Liz Truss has rewarded Brexiteers and those personally loyal to her with peerages and other awards in her long-awaited resignation honours list.
The former prime minister was reported to have nominated 14 people – one for every three and a half days of her stay in No 10 – but only 11 were approved by the appointments commissioners.
Matthew Elliott, the former chief executive of Vote Leave, and Jon Moynihan, its former chairman, both receive life peerages in the list, submitted by Ms Truss in March.
The list, brief compared with the 45 people honoured by Boris Johnson when he left Downing Street, includes a peerage for Ruth Porter, who was Ms Truss’s deputy chief of staff during her 49-day tenure as Prime Minister.
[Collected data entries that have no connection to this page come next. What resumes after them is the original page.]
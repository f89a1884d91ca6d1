use std::fmt;

/// Size (`width x height`) of an image, camera frame, window or network input.
#[derive(Clone, Copy, PartialEq, Eq, Hash)]
pub struct Resolution {
    width: u32,
    height: u32,
}

impl Resolution {
    pub const fn new(width: u32, height: u32) -> Self {
        Self { width, height }
    }

    #[inline]
    pub fn width(&self) -> u32 {
        self.width
    }

    #[inline]
    pub fn height(&self) -> u32 {
        self.height
    }

    #[inline]
    pub fn num_pixels(&self) -> u64 {
        u64::from(self.width) * u64::from(self.height)
    }

    /// Returns the [`AspectRatio`] of this resolution, or [`None`] if it has no area.
    pub fn aspect_ratio(&self) -> Option<AspectRatio> {
        AspectRatio::new(self.width, self.height)
    }
}

impl fmt::Display for Resolution {
    fn fmt(&self, f: &mut fmt::Formatter<'_>) -> fmt::Result {
        write!(f, "{}x{}", self.width, self.height)
    }
}

impl fmt::Debug for Resolution {
    fn fmt(&self, f: &mut fmt::Formatter<'_>) -> fmt::Result {
        fmt::Display::fmt(self, f)
    }
}

/// Ratio of a width to a height, reduced to lowest terms.
#[derive(PartialEq, Eq, Clone, Copy)]
pub struct AspectRatio {
    width: u32,
    height: u32,
}

impl AspectRatio {
    /// 1:1, the input shape of both hand networks.
    pub const SQUARE: Self = Self {
        width: 1,
        height: 1,
    };

    /// Creates the aspect ratio `width:height`, or returns [`None`] if either side is zero.
    pub fn new(width: u32, height: u32) -> Option<Self> {
        if width == 0 || height == 0 {
            return None;
        }

        let (mut a, mut b) = (width, height);
        while b != 0 {
            (a, b) = (b, a % b);
        }
        Some(Self {
            width: width / a,
            height: height / a,
        })
    }

    #[inline]
    pub fn as_f32(&self) -> f32 {
        self.width as f32 / self.height as f32
    }
}

impl fmt::Display for AspectRatio {
    fn fmt(&self, f: &mut fmt::Formatter<'_>) -> fmt::Result {
        write!(f, "{}:{}", self.width, self.height)
    }
}

impl fmt::Debug for AspectRatio {
    fn fmt(&self, f: &mut fmt::Formatter<'_>) -> fmt::Result {
        fmt::Display::fmt(self, f)
    }
}

#[cfg(test)]
mod tests {
    use super::*;

    #[test]
    fn aspect_ratio_reduces() {
        assert_eq!(AspectRatio::new(1920, 1080).unwrap().to_string(), "16:9");
        assert_eq!(
            AspectRatio::new(1280, 720),
            Resolution::new(1920, 1080).aspect_ratio()
        );
        assert_eq!(AspectRatio::new(224, 224), Some(AspectRatio::SQUARE));
        assert_eq!(AspectRatio::new(0, 10), None);
    }
}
But the House of Lords appointments commission appears to have blocked a peerage for Mark Littlewood, the outgoing head of the Institute for Economic Affairs, a think tank that had supported her ill-fated mini-Budget last autumn.
Mr Littlewood was reported to have been nominated for a peerage, but his name did not make the final list.
tmg.video.placeholder.alt VksUCjYHffU
Ms Truss’s close friend Jackie Doyle-Price, the MP for Thurrock who was minister of state for industry for six weeks during her premiership, is made a Dame, as is the novelist Shirley Conran, recognised by the ex-PM for founding the non-profit Maths Anxiety Trust.
Alec Shelbrooke MP, another Truss loyalist who served briefly as a junior defence minister under her, is knighted, while her former special advisers Sophie Jarvis and Shabbir Merali are given CBEs and her former parliamentary private secretaries Robert Butler MP and Suzanne Webb MP receive OBEs.
David Hills, Ms Truss’s Conservative association chairman in her South West Norfolk constituency, received an MBE.
Ms Truss said she was “delighted these champions for the conservative causes of freedom, limited government and a proud and sovereign Britain have been suitably honoured”.